Par Blanche Diem
Les sièges en attente des différentes parties, des avocats qui faisaient des allez et retour dans la salle d’audience et à l’extérieur. Tel est le constat hier 24 septembre aux environs de 7h45 dans l’enceinte du Tribunal de première instance D’Ekounou. Plus d’une trentaine d’affaires sont inscrites au rôle de la séance correctionnelle de flagrant délit du jour. L’ouverture des débats a eu un décalage du fait des témoins. Ces derniers n’ont pas répondu à l’appel. « Madame la juge, mon témoin a dit qu’il ne pouvait pas se présenter aujourd’hui à moins qu’il ne reçoive une convocation du tribunal », déclare la partie civile. L’article 40 de la loi du 27 juillet 2005 portant code de procédure pénale évoque la citation comme la sommation à comparaître devant une juridiction. Ce document est délivré par l’exploit d’un huissier à un inculpé, un prévenu ou un accusé, aux témoins. L’article 41(3) dispose :“la citation délivrée à un témoin doit également mentionner que la non-comparution,le refus de témoigner et le faux témoignage dont punis par la loi”.
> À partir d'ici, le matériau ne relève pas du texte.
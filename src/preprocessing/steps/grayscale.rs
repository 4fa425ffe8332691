use image::{GrayImage, RgbImage};

/// Convert a color image to single-channel luminance
/// This is the first step of every pipeline
pub fn apply(image: &RgbImage) -> GrayImage {
    image::imageops::grayscale(image)
}
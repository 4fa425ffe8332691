use thiserror::Error;

#[derive(Error, Debug)]
pub enum OcrError {
    #[error("Failed to initialize OCR engine: {0}")]
    InitializationError(String),

    #[error("Failed to process image: {0}")]
    ProcessingError(String),

    #[error("Preprocessing failed: {0}")]
    PreprocessingError(String),

    #[error("Invalid input image: {0}")]
    InvalidImage(String),

    #[error("Pipeline catalog is empty")]
    EmptyCatalog,

    #[error("Unknown OCR engine: {0}")]
    UnknownEngine(String),

    #[error("Internal error: {0}")]
    Internal(String),

    #[error("I/O error: {0}")]
    Io(#[from] std::io::Error),
}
C’est la première audience que tient Madame Noah Zambo Marie Bruno Arlène dans ce tribunal. Au sortir de ce procès, elle a reçu des félicitations de ses collègues et les encouragements de la société, représenté par le ministère public. Au cours de l’audience, l’observation des mesures barrières était au rendez-vous. Le port du cache-nez et le respect de la distanciation sociale d’un mètre était visible. Les prochaines dates d’audiences en sa compagnie sont programmées les 22, 24 octobre et le 26 novembre prochains.